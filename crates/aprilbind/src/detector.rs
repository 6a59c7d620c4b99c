//! High-level detection API.
//!
//! [`Detector`] is the primary entry point. It applies a [`DetectorOptions`]
//! to a backend, loads the selected tag families and forwards images to the
//! backend's detector.

use image::GrayImage;

use crate::backend::DetectorBackend;
use crate::detection::Detection;
use crate::error::{Error, Result};
use crate::native::NativeBackend;
use crate::options::DetectorOptions;
use crate::raster;

/// Primary detection interface.
///
/// Create once, detect on many images.
///
/// # Examples
///
/// ```no_run
/// use aprilbind::Detector;
/// use image::GrayImage;
///
/// let mut detector = Detector::new().unwrap();
/// let image = GrayImage::new(640, 480);
/// for det in detector.detect(&image).unwrap() {
///     println!("{} #{} at {:?}", det.tag_family, det.tag_id, det.center);
/// }
/// ```
pub struct Detector {
    options: DetectorOptions,
    families: Vec<String>,
    backend: Box<dyn DetectorBackend>,
}

impl Detector {
    /// Create a detector with default options against the native library.
    pub fn new() -> Result<Self> {
        Self::with_options(DetectorOptions::default())
    }

    /// Create a detector with explicit options against the native library.
    pub fn with_options(options: DetectorOptions) -> Result<Self> {
        options.validate()?;
        Self::with_backend(options, Box::new(NativeBackend::new()?))
    }

    /// Create a detector over any backend.
    pub fn with_backend(options: DetectorOptions, backend: Box<dyn DetectorBackend>) -> Result<Self> {
        options.validate()?;
        let mut detector = Self {
            options,
            families: Vec::new(),
            backend,
        };
        detector.backend.configure(&detector.options)?;

        let available = detector.backend.available_families()?;
        tracing::debug!("Backend knows {} tag families", available.len());

        let selected = detector.options.families.resolve(&available);
        if selected.is_empty() {
            return Err(Error::InvalidOptions(format!(
                "family selection '{}' matched no families",
                detector.options.families
            )));
        }
        for name in selected {
            detector.add_tag_family(&name)?;
        }
        tracing::info!("Detector ready with families: {}", detector.families.join(", "));
        Ok(detector)
    }

    pub fn options(&self) -> &DetectorOptions {
        &self.options
    }

    /// Names of every family the backend can load.
    pub fn families(&self) -> Result<Vec<String>> {
        self.backend.available_families()
    }

    /// Families loaded into this detector, in load order.
    pub fn loaded_families(&self) -> &[String] {
        &self.families
    }

    /// Load one more tag family, using the configured border width.
    pub fn add_tag_family(&mut self, name: &str) -> Result<()> {
        if self.families.iter().any(|f| f == name) {
            tracing::debug!("Tag family {} already loaded", name);
            return Ok(());
        }
        self.backend.add_family(name, self.options.border)?;
        self.families.push(name.to_string());
        Ok(())
    }

    /// Detect tags in a grayscale image.
    pub fn detect(&mut self, image: &GrayImage) -> Result<Vec<Detection>> {
        raster::validate_dimensions(image.width(), image.height())?;
        let out = self.backend.detect(image, false)?;
        Ok(out.detections)
    }

    /// Detect tags and also return the backend's rendering of the detections.
    pub fn detect_with_visualization(
        &mut self,
        image: &GrayImage,
    ) -> Result<(Vec<Detection>, GrayImage)> {
        raster::validate_dimensions(image.width(), image.height())?;
        let out = self.backend.detect(image, true)?;
        let vis = out
            .visualization
            .ok_or(Error::Marshal("backend returned no visualization".into()))?;
        Ok((out.detections, vis))
    }
}
//! Routing configuration handed to the proxy.
//!
//! All maps are ordered so that serializing an unchanged configuration
//! produces identical bytes.

use std::collections::BTreeMap;

use serde::{Deserialize, Serialize};

/// Complete routing configuration produced from one catalog snapshot.
#[derive(Debug, Clone, Default, PartialEq, Eq, Serialize, Deserialize)]
#[serde(default, rename_all = "camelCase")]
pub struct RoutingConfig {
    pub frontends: BTreeMap<String, Frontend>,
    pub backends: BTreeMap<String, Backend>,
}

impl RoutingConfig {
    pub fn is_empty(&self) -> bool {
        self.frontends.is_empty() && self.backends.is_empty()
    }

    /// Frontends whose backend id has no entry in `backends`.
    pub fn dangling_frontends(&self) -> Vec<&str> {
        self.frontends
            .iter()
            .filter(|(_, frontend)| !self.backends.contains_key(&frontend.backend))
            .map(|(id, _)| id.as_str())
            .collect()
    }
}

/// A named set of matching rules dispatching to one backend.
#[derive(Debug, Clone, Default, PartialEq, Eq, Serialize, Deserialize)]
#[serde(default, rename_all = "camelCase")]
pub struct Frontend {
    /// Backend id this frontend forwards to.
    pub backend: String,
    pub routes: BTreeMap<String, Route>,
    pub pass_host_header: bool,
    pub priority: i64,
    #[serde(skip_serializing_if = "Vec::is_empty")]
    pub entry_points: Vec<String>,
    /// `user:hash` credentials.
    #[serde(skip_serializing_if = "Vec::is_empty")]
    pub basic_auth: Vec<String>,
}

#[derive(Debug, Clone, Default, PartialEq, Eq, Serialize, Deserialize)]
pub struct Route {
    pub rule: String,
}

/// A pool of weighted servers plus balancing and resilience policy.
#[derive(Debug, Clone, Default, PartialEq, Eq, Serialize, Deserialize)]
#[serde(default, rename_all = "camelCase")]
pub struct Backend {
    pub servers: BTreeMap<String, Server>,
    #[serde(skip_serializing_if = "Option::is_none")]
    pub circuit_breaker: Option<CircuitBreaker>,
    #[serde(skip_serializing_if = "Option::is_none")]
    pub load_balancer: Option<LoadBalancer>,
    #[serde(skip_serializing_if = "Option::is_none")]
    pub max_conn: Option<MaxConn>,
}

#[derive(Debug, Clone, Default, PartialEq, Eq, Serialize, Deserialize)]
pub struct Server {
    pub url: String,
    pub weight: i64,
}

#[derive(Debug, Clone, Default, PartialEq, Eq, Serialize, Deserialize)]
pub struct CircuitBreaker {
    pub expression: String,
}

#[derive(Debug, Clone, Default, PartialEq, Eq, Serialize, Deserialize)]
#[serde(rename_all = "camelCase")]
pub struct LoadBalancer {
    pub method: String,
    #[serde(skip_serializing_if = "Option::is_none")]
    pub stickiness: Option<Stickiness>,
}

#[derive(Debug, Clone, Default, PartialEq, Eq, Serialize, Deserialize)]
#[serde(rename_all = "camelCase")]
pub struct Stickiness {
    #[serde(skip_serializing_if = "Option::is_none")]
    pub cookie_name: Option<String>,
}

/// Connection limit; only emitted when both fields are known.
#[derive(Debug, Clone, Default, PartialEq, Eq, Serialize, Deserialize)]
#[serde(rename_all = "camelCase")]
pub struct MaxConn {
    pub amount: i64,
    pub extractor_func: String,
}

************

* Assigned task:
Of the entries above, repeat exactly the lines from the line with "repository 6a59c7d620c4b99c" through the line with "use crate::backend::DetectorBackend;", both of them included.

* Result of this task:
repository 6a59c7d620c4b99c
//! High-level detection API.
//!
//! [`Detector`] is the primary entry point. It applies a [`DetectorOptions`]
//! to a backend, loads the selected tag families and forwards images to the
//! backend's detector.

use image::GrayImage;

use crate::backend::DetectorBackend;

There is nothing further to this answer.